Bagaimanakah Masa Depan Ekonomi Biru Dan Ilmu Kelautan

Bagaimanakah Masa Depan Ekonomi Biru Dan Ilmu Kelautan – Bagaimana ilmu pengetahuan akan menjawab tantangan kelautan masa depan? Bagaimana setiap disiplin ilmu akan berkontribusi pada eksplorasi laut di masa depan? Sebenarnya dua pertanyaan itu terikat oleh satu pertanyaan ini : “Mengapa lautan kita begitu penting bagi kita?” Pertanyaan itu mengarah pada pertanyaan lain seperti apakah kesehatan kita, kesehatan lingkungan, kekuatan ekonomi kita dan memang, masa depan kita, bergantung pada laut?

Pada akhirnya semua orang akan meletakan jari telunjuk mereka padaa kaum ilmuwan. Lalu bagaimana ilmu kelautan dapat membantu kita secara kolektif mengembangkan industri berbasis kelautan dengan pada saat yang sama melindungi ekosistem laut yang unik sehingga kelestariannya bisa dijaga untuk kepentingan di masa datang.

Oleh karenanya Anda sudah aman menyebut semua ini nonsens.

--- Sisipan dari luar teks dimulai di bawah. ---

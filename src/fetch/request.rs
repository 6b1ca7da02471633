//! Outbound request description and the buffered response handed back to callers.

use std::time::Duration;

use reqwest::header::{
    AUTHORIZATION, CONTENT_LENGTH, CONTENT_TYPE, COOKIE, HeaderMap, HeaderName, HeaderValue,
    LOCATION, PROXY_AUTHORIZATION,
};
use reqwest::{Method, StatusCode};
use serde::de::DeserializeOwned;
use url::Url;

use super::RequestError;

/// One logical HTTP request.
///
/// Built with the chained setters, then passed to
/// [`ScraperClient::send`](super::ScraperClient::send).
#[derive(Debug, Clone)]
pub struct PageRequest {
    method: Method,
    url: String,
    headers: HeaderMap,
    body: Option<Vec<u8>>,
    timeout: Option<Duration>,
    ignore_robots: bool,
}

impl PageRequest {
    /// Creates a request with no extra headers, no body and robots enforcement on.
    #[must_use]
    pub fn new(method: Method, url: impl Into<String>) -> Self {
        Self {
            method,
            url: url.into(),
            headers: HeaderMap::new(),
            body: None,
            timeout: None,
            ignore_robots: false,
        }
    }

    /// Shorthand for a `GET` request.
    #[must_use]
    pub fn get(url: impl Into<String>) -> Self {
        Self::new(Method::GET, url)
    }

    /// Shorthand for a `POST` request.
    #[must_use]
    pub fn post(url: impl Into<String>) -> Self {
        Self::new(Method::POST, url)
    }

    /// Adds a header, replacing any previous value for the same name.
    #[must_use]
    pub fn header(mut self, name: HeaderName, value: HeaderValue) -> Self {
        self.headers.insert(name, value);
        self
    }

    /// Merges a header map into the request's headers.
    #[must_use]
    pub fn headers(mut self, headers: HeaderMap) -> Self {
        self.headers.extend(headers);
        self
    }

    /// Sets the request body.
    #[must_use]
    pub fn body(mut self, body: impl Into<Vec<u8>>) -> Self {
        self.body = Some(body.into());
        self
    }

    /// Overrides the client's per-attempt timeout for this request.
    #[must_use]
    pub fn timeout(mut self, timeout: Duration) -> Self {
        self.timeout = Some(timeout);
        self
    }

    /// Skips the robots.txt check for this request.
    #[must_use]
    pub fn ignore_robots(mut self, ignore: bool) -> Self {
        self.ignore_robots = ignore;
        self
    }

    /// The HTTP method.
    #[must_use]
    pub fn method(&self) -> &Method {
        &self.method
    }

    /// The target URL as given.
    #[must_use]
    pub fn url(&self) -> &str {
        &self.url
    }

    /// Per-request headers (client defaults are applied on top by the transport).
    #[must_use]
    pub fn header_map(&self) -> &HeaderMap {
        &self.headers
    }

    /// The request body, if any.
    #[must_use]
    pub fn body_bytes(&self) -> Option<&[u8]> {
        self.body.as_deref()
    }

    /// The per-request timeout override, if any.
    #[must_use]
    pub fn timeout_override(&self) -> Option<Duration> {
        self.timeout
    }

    /// Whether the robots.txt check is skipped.
    #[must_use]
    pub fn robots_ignored(&self) -> bool {
        self.ignore_robots
    }

    /// The `User-Agent` header set on this request, if it is valid text.
    #[must_use]
    pub fn user_agent(&self) -> Option<&str> {
        self.headers
            .get(reqwest::header::USER_AGENT)
            .and_then(|value| value.to_str().ok())
    }

    /// Rewrites the request for one redirect hop to `target`.
    ///
    /// 301, 302 and 303 turn into a bodiless `GET` (`HEAD` stays `HEAD`);
    /// 307 and 308 keep method and body. Credentials are dropped when the
    /// hop leaves the current origin.
    pub(crate) fn into_redirect(mut self, status: StatusCode, from: &Url, target: &Url) -> Self {
        let rewrites_method = matches!(
            status,
            StatusCode::MOVED_PERMANENTLY | StatusCode::FOUND | StatusCode::SEE_OTHER
        );
        if rewrites_method && self.method != Method::HEAD {
            self.method = Method::GET;
            self.body = None;
            self.headers.remove(CONTENT_TYPE);
            self.headers.remove(CONTENT_LENGTH);
        }
        if from.origin() != target.origin() {
            self.headers.remove(AUTHORIZATION);
            self.headers.remove(PROXY_AUTHORIZATION);
            self.headers.remove(COOKIE);
        }
        self.url = target.to_string();
        self
    }
}

/// A fully buffered response.
///
/// Responses synthesized for robots exclusion carry status 403, an empty body
/// and [`is_blocked_by_robots`](Self::is_blocked_by_robots) set, so callers can
/// tell policy denial apart from a server-sent 403.
#[derive(Debug, Clone)]
pub struct PageResponse {
    url: String,
    status: StatusCode,
    headers: HeaderMap,
    body: Vec<u8>,
    blocked_by_robots: bool,
    elapsed: Duration,
}

impl PageResponse {
    pub(crate) fn new(
        url: String,
        status: StatusCode,
        headers: HeaderMap,
        body: Vec<u8>,
        elapsed: Duration,
    ) -> Self {
        Self {
            url,
            status,
            headers,
            body,
            blocked_by_robots: false,
            elapsed,
        }
    }

    /// The synthetic 403 returned when robots.txt denies `url`.
    #[must_use]
    pub fn forbidden_by_robots(url: impl Into<String>) -> Self {
        Self {
            url: url.into(),
            status: StatusCode::FORBIDDEN,
            headers: HeaderMap::new(),
            body: Vec::new(),
            blocked_by_robots: true,
            elapsed: Duration::ZERO,
        }
    }

    /// The response status.
    #[must_use]
    pub fn status(&self) -> StatusCode {
        self.status
    }

    /// The response headers.
    #[must_use]
    pub fn headers(&self) -> &HeaderMap {
        &self.headers
    }

    /// The URL that produced this response (the last hop when redirects are followed).
    #[must_use]
    pub fn url(&self) -> &str {
        &self.url
    }

    /// Wall-clock time of the successful attempt, send through body read.
    #[must_use]
    pub fn elapsed(&self) -> Duration {
        self.elapsed
    }

    /// Whether this response was synthesized because robots.txt denied the URL.
    #[must_use]
    pub fn is_blocked_by_robots(&self) -> bool {
        self.blocked_by_robots
    }

    /// The raw body.
    #[must_use]
    pub fn bytes(&self) -> &[u8] {
        &self.body
    }

    /// Consumes the response, returning the raw body.
    #[must_use]
    pub fn into_bytes(self) -> Vec<u8> {
        self.body
    }

    /// The body decoded as UTF-8, replacing invalid sequences.
    #[must_use]
    pub fn text(&self) -> String {
        String::from_utf8_lossy(&self.body).into_owned()
    }

    /// Deserializes the body as JSON.
    ///
    /// # Errors
    ///
    /// Returns the `serde_json` error when the body is not valid JSON for `T`.
    pub fn json<T: DeserializeOwned>(&self) -> Result<T, serde_json::Error> {
        serde_json::from_slice(&self.body)
    }

    /// The absolute target of a redirect response, resolved against `base`.
    ///
    /// `None` for non-redirect statuses and missing or unusable `Location` headers.
    pub(crate) fn redirect_target(&self, base: &Url) -> Option<Url> {
        if !matches!(
            self.status,
            StatusCode::MOVED_PERMANENTLY
                | StatusCode::FOUND
                | StatusCode::SEE_OTHER
                | StatusCode::TEMPORARY_REDIRECT
                | StatusCode::PERMANENT_REDIRECT
        ) {
            return None;
        }
        let location = self.headers.get(LOCATION)?.to_str().ok()?;
        base.join(location.trim())
            .ok()
            .filter(|target| matches!(target.scheme(), "http" | "https"))
    }

    /// Returns `self` for 1xx-3xx statuses and [`RequestError::Status`] otherwise.
    ///
    /// # Errors
    ///
    /// Any 4xx or 5xx status, including the synthetic robots 403.
    pub fn error_for_status(self) -> Result<Self, RequestError> {
        if self.status.is_client_error() || self.status.is_server_error() {
            return Err(RequestError::Status {
                url: self.url,
                status: self.status.as_u16(),
            });
        }
        Ok(self)
    }
}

Dalam banyak hal, lautan yang mengelilingi kita, masih dipandang sebagai “semua hal”, karena luasmua, karena dianggap gigantis, karena apapun yang di laut tidak ada satu manusia pun yang mampu mengatasinya, maka lautan di pandang sebagai tempat sampah rakasasa. Tempat di mana orang-orang miskin bisa berpindah negara lewat kapal penumpang dan rakit, allih-alih naik pesawat terbang yang bonafid. Bahkan pasar pesiar pun disamakan dengan naik kano melintasi danau wisata untuk berllibur. Semua orang berharap pada lautan tapi semua orang meremehkannya, oleh karenanya ahli laut ahli dalam mengorganisasi manusia untuk kepentingan laut, tidak bisa menjadi pemimpin publik, karena itulah sektor di mana setiap orang malas memperjuangkannya.

Padahal mayoritas perdagangan yang membawa pundi uang di brankas para konglomerat perjalanannya dilakukan melalui laut, belum lagi sumber daya minyak dan gas lepas pantai yang luas menghasilkan pendapatan ekspor vital dan menawarkan sumber energi jangka panjang yang lebih bersih daripada batubara dan industri.

Tetap saja orang menganggap bahwa ilmu tentang kelautan tidak bisa dibentuk dalam suatu persilangan dengan etika dan moral, yang melahirkan sanksi hukum. Tidak ada hukum laut yang mengurusi sungai-sungai sebagai got raksasa pembuangan sampah rumah tangga oleh warga Indonesia. Jika benar hukum semacam itu ada, artinya tidak pernah terdengar atau berjalan daam check and Balance. Kecuali ada uangnya.

Uangnya pun termasuk jumlah yang serius. Industri kelautan misalnya menyumbang sekitar A $ 42 miliar untuk perekonomian Australia pada tahun 2010. Ini diproyeksikan akan tumbuh hingga sekitar A $ 100 miliar pada tahun 2025 dengan perluasan industri dan pengembangan peluang baru di bidang-bidang seperti energi terbarukan saat in. Sebagai. Untuk negara yang tidak dikenal sebagai negara kepualauan, ambisi Australia kepada komersialisme lautan mewakili ambisi semua negara lainnta.

Selain nilai ekonomi dan estetika, lautan juga menyediakan serangkaian “jasa ekosistem” yang penting – yang paling penting dalam peran lautan dalam sistem iklim global. Sejak akhir abad ke-18, sekitar 30% adalah ikut menyerap emisi karbondioksida yang diinduksi manusia telah diambil oleh lautan sementara selama 50 tahun terakhir, lautan juga telah menyerap sekitar 90% dari panas tambahan yang dihasilkan melalui dampak dari rumah kaca.

Marine Nation 2025 menjabarkan enam, “tantangan besar” kelautan, mencakup

  1. Kedaulatan, keamanan, bahaya alam.
  2. Keamanan energi
  3. Ketahanan pangan
  4. konservasi keanekaragaman hayati dan kesehatan ekosistem
  5. Iklim, berurusan dengan perubahan iklim
  6. Alokasi sumber daya yang optimal

Dengan demikian, upaya yang berdedikasi dan terkoordinasi di komunitas ilmu kelautan nasional diperlukan.